Altro grande problema è legato all’assenza in moltissimi progetti dei risultati attesi, come se bastasse indicare solo gli obiettivi. Ma quello che più emerge, come abbiamo detto in precedenza, è la totale mancanza di visione politica capace di mobilitare la società verso un futuro più giusto, equo e sostenibile. Una lacuna che fotografa in maniera impietosa il fallimento dell’attuale classe dirigente politica, costretta dinanzi alle difficoltà poste dalla crisi a delegare ad un ennesimo governo “tecnico”. Di “tecnico” non c’è nulla quando si decide sul modello economico, sugli assi strategici prioritari attraverso i quali portarlo avanti, su che tipo di transizione promuovere, su quali settori e su quali modelli di inclusione sociale.
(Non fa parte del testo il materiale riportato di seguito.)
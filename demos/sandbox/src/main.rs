// Copyright 2025 eraflo
//
// Licensed under the Apache License, Version 2.0 (the "License");
// you may not use this file except in compliance with the License.
// You may obtain a copy of the License at
//
//     http://www.apache.org/licenses/LICENSE-2.0
//
// Unless required by applicable law or agreed to in writing, software
// distributed under the License is distributed on an "AS IS" BASIS,
// WITHOUT WARRANTIES OR CONDITIONS OF ANY KIND, either express or implied.
// See the License for the specific language governing permissions and
// limitations under the License.

// Reflex Sandbox
// Drives the resource manager through a scripted session on a simulated clock.

use std::sync::atomic::{AtomicU64, Ordering};
use std::sync::Arc;
use std::thread;
use std::time::Duration;

use anyhow::Result;
use image::{DynamicImage, RgbaImage};
use reflex_control::{ManagerConfig, ManagerPorts, ResourceManager};
use reflex_core::platform::{
    DeviceCapabilities, DeviceTier, ForegroundExecution, PlatformSignal, SystemProbe,
    SystemSample, ThermalState,
};
use reflex_core::ManualClock;
use reflex_data::{ImagePriority, ObjectPool};
use reflex_infra::SysinfoProbe;

const FRAME_TIME: Duration = Duration::from_millis(10);
const SESSION_SECONDS: u32 = 12;

/// Real process readings plus a synthetic ballast the script ramps up.
struct BallastProbe {
    inner: SysinfoProbe,
    ballast_mb: AtomicU64,
}

impl BallastProbe {
    fn set_ballast(&self, mb: u64) {
        self.ballast_mb.store(mb, Ordering::Relaxed);
    }
}

impl SystemProbe for BallastProbe {
    fn sample(&self) -> SystemSample {
        let mut sample = self.inner.sample();
        sample.memory_usage_mb += self.ballast_mb.load(Ordering::Relaxed) as f64;
        sample
    }

    fn thermal_state(&self) -> ThermalState {
        self.inner.thermal_state()
    }
}

fn stock_cache(manager: &ResourceManager) {
    let cache = manager.image_cache();
    let mut cache = cache.lock().unwrap_or_else(std::sync::PoisonError::into_inner);
    for i in 0..12 {
        let priority = match i % 3 {
            0 => ImagePriority::Low,
            1 => ImagePriority::Normal,
            _ => ImagePriority::High,
        };
        let image = DynamicImage::ImageRgba8(RgbaImage::new(256, 256));
        cache.cache_image(format!("thumbnail-{i}"), image, priority);
    }
}

fn main() -> Result<()> {
    use env_logger::{Builder, Env};

    Builder::from_env(Env::default().default_filter_or("info")).init();

    let clock = Arc::new(ManualClock::new());
    let probe = Arc::new(BallastProbe {
        inner: SysinfoProbe::new(),
        ballast_mb: AtomicU64::new(0),
    });
    log::info!("Host thermal state: {:?}", probe.thermal_state());

    let mut manager = ResourceManager::new(
        ManagerConfig::default(),
        DeviceCapabilities {
            max_refresh_rate: 120,
            tier: DeviceTier::High,
        },
        ManagerPorts {
            probe: probe.clone(),
            background: Arc::new(ForegroundExecution),
            clock: clock.clone(),
        },
    );
    let events = manager.subscribe();

    let scratch = manager.register_pool(
        ObjectPool::new("scratch-buffers", 32, || Vec::<u8>::with_capacity(16 * 1024))
            .with_reset(|buffer: &mut Vec<u8>| buffer.clear()),
    )?;
    stock_cache(&manager);

    let signals = manager.signal_sender();
    let mut held = Vec::new();

    for second in 0..SESSION_SECONDS {
        match second {
            2 => {
                manager.register_effect("particles");
                manager.register_effect("parallax");
                manager
                    .monitor_mut()
                    .register_effects((0..40).map(|i| format!("shimmer-{i}")));
            }
            4 => probe.set_ballast(600),
            5 => {
                // OS notifications arrive on their own thread.
                let signals = signals.clone();
                thread::spawn(move || {
                    let _ = signals.send(PlatformSignal::ThermalStateChanged(ThermalState::Serious));
                })
                .join()
                .map_err(|_| anyhow::anyhow!("signal thread panicked"))?;
            }
            7 => probe.set_ballast(900),
            8 => signals
                .send(PlatformSignal::LowMemory)
                .map_err(|e| anyhow::anyhow!("signal channel closed: {e}"))?,
            9 => {
                probe.set_ballast(0);
                for i in 0..40 {
                    manager.unregister_effect(&format!("shimmer-{i}"));
                }
            }
            _ => {}
        }

        let frames = Duration::from_secs(1).as_millis() / FRAME_TIME.as_millis();
        for frame in 0..frames {
            clock.advance(FRAME_TIME);
            manager.on_frame();

            if frame % 10 == 0 {
                let mut pool = scratch.lock().unwrap_or_else(std::sync::PoisonError::into_inner);
                let buffer = pool.acquire();
                if held.len() < 4 {
                    held.push(buffer);
                } else {
                    pool.release(buffer);
                }
            }
        }
        manager.tick();
    }

    if manager.is_cleaning_up() {
        manager.wait_for_cleanup(Duration::from_secs(1));
    }

    println!("--- events ---");
    for event in events.try_iter() {
        println!("{}", serde_json::to_string(&event)?);
    }

    println!("--- performance ---");
    println!(
        "{}",
        serde_json::to_string_pretty(&manager.performance_metrics())?
    );
    println!("--- memory ---");
    println!("{}", serde_json::to_string_pretty(&manager.memory_metrics())?);

    let mut pool = scratch.lock().unwrap_or_else(std::sync::PoisonError::into_inner);
    for buffer in held.drain(..) {
        pool.release(buffer);
    }
    log::info!("Scratch pool: {:?}", pool.stats());

    Ok(())
}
Nel nostro paese tutte le volte che c’è una crisi profonda ci si affida ai cosiddetti “tecnici”: Ciampi, Dini, Monti e Draghi. Come se cittadinanza e corpi sociali intermedi non fossero in grado di discutere e decidere. Un approccio infantile e paternalista che non risolve i problemi, li pospone. Depoliticizzare il dibattito rende ancora più fragile la nostra già fragile democrazia.